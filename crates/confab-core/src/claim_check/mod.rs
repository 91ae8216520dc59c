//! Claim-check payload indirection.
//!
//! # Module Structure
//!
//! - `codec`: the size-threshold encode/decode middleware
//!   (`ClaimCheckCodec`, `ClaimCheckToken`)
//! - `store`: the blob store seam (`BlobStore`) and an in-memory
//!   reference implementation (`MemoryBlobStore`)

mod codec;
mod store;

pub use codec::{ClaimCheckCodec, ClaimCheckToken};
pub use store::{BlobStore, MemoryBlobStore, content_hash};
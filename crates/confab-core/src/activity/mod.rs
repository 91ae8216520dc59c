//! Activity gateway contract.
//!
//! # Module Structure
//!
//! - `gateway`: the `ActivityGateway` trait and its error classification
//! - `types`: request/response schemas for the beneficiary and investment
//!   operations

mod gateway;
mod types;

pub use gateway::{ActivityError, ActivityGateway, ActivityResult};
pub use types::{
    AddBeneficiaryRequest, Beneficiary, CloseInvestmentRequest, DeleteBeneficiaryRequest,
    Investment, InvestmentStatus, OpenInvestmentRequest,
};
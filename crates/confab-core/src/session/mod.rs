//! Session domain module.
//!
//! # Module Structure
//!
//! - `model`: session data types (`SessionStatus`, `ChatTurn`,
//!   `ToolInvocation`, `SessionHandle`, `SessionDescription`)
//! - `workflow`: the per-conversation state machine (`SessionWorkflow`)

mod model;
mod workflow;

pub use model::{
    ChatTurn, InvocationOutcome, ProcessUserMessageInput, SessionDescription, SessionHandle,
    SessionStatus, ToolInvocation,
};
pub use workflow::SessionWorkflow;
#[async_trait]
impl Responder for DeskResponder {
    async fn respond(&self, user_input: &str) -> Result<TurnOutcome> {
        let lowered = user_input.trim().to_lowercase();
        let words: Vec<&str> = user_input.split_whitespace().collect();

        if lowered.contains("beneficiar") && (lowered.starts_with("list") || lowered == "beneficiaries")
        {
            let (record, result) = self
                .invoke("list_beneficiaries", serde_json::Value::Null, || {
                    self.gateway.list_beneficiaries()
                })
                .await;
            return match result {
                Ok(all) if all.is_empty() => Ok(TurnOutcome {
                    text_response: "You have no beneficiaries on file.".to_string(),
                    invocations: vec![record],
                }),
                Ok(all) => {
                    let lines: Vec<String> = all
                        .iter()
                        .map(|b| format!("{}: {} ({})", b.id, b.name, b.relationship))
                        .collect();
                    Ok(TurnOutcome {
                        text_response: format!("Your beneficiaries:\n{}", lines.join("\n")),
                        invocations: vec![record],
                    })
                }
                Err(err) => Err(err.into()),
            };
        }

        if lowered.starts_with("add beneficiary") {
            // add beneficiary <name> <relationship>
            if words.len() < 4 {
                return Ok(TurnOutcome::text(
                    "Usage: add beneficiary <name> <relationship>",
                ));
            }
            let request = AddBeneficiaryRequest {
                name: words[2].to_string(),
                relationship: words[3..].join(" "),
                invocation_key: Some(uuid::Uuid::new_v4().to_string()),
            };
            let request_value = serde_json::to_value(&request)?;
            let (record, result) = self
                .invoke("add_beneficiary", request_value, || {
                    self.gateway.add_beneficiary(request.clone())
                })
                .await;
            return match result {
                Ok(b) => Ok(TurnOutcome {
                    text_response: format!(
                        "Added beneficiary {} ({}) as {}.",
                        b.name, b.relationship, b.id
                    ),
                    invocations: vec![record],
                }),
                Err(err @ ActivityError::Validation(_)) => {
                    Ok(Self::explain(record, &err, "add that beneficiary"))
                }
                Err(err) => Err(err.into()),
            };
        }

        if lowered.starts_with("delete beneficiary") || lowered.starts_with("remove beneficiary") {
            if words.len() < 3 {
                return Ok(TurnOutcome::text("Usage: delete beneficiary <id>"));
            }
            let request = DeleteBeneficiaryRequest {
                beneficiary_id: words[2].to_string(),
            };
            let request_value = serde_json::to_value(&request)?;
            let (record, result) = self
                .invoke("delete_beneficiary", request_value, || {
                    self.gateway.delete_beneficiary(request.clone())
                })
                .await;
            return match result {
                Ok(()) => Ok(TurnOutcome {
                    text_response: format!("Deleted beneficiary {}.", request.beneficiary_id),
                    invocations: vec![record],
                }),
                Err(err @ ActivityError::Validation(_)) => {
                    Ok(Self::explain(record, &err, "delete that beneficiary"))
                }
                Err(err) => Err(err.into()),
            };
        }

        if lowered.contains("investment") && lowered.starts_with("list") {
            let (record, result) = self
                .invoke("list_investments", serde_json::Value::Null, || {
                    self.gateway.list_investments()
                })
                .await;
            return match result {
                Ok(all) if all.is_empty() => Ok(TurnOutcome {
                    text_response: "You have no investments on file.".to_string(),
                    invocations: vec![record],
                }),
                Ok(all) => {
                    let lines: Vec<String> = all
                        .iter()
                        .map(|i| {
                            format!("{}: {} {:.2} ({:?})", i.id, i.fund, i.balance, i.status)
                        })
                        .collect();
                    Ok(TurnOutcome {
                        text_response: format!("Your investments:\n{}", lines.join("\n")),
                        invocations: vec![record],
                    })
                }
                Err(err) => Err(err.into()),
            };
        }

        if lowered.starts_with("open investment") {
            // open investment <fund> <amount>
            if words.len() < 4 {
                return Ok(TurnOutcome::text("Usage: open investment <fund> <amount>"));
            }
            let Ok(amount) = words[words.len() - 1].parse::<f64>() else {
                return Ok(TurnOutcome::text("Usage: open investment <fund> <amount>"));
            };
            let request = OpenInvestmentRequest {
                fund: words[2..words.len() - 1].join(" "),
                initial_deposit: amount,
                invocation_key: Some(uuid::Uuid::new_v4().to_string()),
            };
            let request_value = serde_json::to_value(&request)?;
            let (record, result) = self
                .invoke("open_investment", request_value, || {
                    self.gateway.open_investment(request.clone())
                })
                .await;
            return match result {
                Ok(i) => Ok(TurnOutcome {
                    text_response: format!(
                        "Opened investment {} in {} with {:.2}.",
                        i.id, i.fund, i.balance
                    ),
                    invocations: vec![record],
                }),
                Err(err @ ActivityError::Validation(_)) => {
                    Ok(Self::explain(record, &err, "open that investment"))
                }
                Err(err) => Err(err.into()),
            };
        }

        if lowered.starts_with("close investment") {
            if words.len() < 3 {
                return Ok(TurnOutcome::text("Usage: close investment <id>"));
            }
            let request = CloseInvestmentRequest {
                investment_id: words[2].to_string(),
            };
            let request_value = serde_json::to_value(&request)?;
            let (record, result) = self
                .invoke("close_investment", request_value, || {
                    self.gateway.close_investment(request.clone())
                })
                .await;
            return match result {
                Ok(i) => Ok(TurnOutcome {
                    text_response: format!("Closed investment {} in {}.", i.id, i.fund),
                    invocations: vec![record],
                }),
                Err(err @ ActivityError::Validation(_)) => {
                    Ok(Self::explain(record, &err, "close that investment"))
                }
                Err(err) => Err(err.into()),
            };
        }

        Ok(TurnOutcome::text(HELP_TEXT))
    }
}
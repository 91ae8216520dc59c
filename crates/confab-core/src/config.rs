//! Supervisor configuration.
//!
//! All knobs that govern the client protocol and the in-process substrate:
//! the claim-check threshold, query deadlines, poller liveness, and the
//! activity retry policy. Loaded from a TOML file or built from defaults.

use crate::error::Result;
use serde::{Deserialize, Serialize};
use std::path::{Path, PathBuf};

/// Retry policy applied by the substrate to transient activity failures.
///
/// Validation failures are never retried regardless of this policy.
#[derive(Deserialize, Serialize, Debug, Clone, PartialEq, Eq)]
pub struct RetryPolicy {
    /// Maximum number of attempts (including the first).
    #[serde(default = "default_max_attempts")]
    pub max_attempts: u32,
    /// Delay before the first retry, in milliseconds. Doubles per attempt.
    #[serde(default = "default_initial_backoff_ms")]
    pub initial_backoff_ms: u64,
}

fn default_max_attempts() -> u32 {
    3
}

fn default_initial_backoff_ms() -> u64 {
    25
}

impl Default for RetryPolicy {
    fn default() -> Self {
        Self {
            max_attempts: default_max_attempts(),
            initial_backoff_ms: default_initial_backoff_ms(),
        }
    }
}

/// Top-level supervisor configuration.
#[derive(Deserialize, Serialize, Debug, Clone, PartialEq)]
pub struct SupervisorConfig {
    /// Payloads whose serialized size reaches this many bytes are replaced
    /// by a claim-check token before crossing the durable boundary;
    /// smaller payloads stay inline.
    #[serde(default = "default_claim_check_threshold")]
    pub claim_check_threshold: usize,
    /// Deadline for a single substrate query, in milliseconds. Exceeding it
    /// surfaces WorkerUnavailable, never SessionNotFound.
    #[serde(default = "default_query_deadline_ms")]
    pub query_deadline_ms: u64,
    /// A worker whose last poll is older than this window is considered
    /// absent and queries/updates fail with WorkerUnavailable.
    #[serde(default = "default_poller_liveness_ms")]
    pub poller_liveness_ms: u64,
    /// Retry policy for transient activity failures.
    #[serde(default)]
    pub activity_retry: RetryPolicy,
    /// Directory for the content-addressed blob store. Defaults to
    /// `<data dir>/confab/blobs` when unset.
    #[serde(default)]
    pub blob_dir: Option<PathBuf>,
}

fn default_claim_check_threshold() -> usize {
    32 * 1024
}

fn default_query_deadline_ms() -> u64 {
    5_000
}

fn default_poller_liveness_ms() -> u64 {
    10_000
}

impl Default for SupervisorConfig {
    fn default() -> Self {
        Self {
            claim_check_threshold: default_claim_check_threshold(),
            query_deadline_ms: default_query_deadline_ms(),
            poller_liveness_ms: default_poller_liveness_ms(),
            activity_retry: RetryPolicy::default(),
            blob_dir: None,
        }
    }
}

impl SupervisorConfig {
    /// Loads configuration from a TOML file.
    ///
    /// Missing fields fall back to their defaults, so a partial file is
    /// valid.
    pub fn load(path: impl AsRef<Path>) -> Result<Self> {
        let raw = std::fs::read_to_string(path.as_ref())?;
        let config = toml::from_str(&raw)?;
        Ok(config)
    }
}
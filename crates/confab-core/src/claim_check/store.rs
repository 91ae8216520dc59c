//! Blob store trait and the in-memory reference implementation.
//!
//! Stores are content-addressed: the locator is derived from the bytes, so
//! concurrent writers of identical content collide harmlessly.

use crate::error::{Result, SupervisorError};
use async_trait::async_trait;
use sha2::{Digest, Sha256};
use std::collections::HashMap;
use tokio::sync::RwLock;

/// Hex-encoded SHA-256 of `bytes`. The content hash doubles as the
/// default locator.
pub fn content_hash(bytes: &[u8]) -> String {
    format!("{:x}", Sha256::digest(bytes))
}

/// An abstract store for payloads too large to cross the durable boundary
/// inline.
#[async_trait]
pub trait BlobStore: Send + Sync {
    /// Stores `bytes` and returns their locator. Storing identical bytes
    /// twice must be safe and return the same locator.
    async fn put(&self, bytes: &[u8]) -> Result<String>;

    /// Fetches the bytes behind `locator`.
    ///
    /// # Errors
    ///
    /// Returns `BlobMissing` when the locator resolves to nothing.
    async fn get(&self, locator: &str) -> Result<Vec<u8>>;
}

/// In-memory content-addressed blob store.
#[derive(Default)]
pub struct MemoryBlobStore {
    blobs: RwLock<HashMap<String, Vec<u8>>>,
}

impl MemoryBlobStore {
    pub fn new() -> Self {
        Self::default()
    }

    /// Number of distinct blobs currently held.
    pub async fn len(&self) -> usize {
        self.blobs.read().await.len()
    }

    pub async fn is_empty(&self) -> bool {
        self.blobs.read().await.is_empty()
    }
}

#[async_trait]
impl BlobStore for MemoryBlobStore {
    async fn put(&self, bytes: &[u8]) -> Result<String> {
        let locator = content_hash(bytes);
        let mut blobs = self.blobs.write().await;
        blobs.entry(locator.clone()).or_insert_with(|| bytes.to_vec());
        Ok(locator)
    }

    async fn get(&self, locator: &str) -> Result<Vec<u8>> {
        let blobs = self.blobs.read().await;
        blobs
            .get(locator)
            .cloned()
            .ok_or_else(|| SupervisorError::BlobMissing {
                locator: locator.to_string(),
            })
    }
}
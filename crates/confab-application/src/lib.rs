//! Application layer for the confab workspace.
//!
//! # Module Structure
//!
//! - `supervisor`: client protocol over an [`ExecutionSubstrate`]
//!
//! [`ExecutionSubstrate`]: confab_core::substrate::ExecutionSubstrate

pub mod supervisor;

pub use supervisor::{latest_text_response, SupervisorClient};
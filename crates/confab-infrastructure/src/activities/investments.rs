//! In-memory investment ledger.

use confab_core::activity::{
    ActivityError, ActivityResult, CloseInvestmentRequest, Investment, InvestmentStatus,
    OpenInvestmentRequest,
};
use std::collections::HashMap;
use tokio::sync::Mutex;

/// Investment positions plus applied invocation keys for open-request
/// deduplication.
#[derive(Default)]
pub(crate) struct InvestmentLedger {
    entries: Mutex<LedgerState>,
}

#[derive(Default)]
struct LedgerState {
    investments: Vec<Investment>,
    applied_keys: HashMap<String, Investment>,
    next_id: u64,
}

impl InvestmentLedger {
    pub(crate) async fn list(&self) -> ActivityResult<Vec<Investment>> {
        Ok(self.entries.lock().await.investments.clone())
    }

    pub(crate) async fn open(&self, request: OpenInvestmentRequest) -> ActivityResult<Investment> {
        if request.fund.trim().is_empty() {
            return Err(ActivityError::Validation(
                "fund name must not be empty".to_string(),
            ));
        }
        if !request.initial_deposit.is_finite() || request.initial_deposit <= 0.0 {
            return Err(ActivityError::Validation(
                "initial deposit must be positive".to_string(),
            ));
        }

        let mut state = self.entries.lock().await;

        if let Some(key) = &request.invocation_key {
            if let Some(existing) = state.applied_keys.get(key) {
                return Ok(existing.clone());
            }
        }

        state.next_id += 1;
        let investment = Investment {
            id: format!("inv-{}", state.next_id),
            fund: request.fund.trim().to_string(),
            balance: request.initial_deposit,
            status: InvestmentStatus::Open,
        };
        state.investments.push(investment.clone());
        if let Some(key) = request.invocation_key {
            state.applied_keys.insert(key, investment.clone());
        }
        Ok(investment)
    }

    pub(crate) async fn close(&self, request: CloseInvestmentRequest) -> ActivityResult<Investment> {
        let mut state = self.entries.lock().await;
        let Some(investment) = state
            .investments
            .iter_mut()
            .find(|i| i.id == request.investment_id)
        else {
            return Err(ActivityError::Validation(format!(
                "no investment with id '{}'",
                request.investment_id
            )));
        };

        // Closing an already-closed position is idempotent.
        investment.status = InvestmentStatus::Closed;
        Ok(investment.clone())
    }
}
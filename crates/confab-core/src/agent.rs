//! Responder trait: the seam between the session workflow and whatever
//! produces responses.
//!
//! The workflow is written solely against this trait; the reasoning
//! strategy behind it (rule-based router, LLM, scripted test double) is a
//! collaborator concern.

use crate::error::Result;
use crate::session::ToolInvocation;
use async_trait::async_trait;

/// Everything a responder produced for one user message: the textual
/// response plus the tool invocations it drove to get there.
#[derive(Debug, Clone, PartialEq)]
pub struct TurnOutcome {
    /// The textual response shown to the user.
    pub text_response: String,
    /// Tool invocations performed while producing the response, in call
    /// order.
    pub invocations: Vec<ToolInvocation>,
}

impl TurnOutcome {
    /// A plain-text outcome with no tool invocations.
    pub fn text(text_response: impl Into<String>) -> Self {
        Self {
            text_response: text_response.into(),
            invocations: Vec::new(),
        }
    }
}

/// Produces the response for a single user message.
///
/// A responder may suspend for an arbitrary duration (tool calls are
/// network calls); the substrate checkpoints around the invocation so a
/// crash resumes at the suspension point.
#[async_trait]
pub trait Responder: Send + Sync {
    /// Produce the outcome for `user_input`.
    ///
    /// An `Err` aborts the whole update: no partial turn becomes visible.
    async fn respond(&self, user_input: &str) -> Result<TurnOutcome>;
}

________

**TASK TO CARRY OUT:** Show the lines in the entries above that include the string "SessionHandle".

**SOLUTION FOR THIS PROBLEM:**
//!   `ToolInvocation`, `SessionHandle`, `SessionDescription`)
    ChatTurn, InvocationOutcome, ProcessUserMessageInput, SessionDescription, SessionHandle,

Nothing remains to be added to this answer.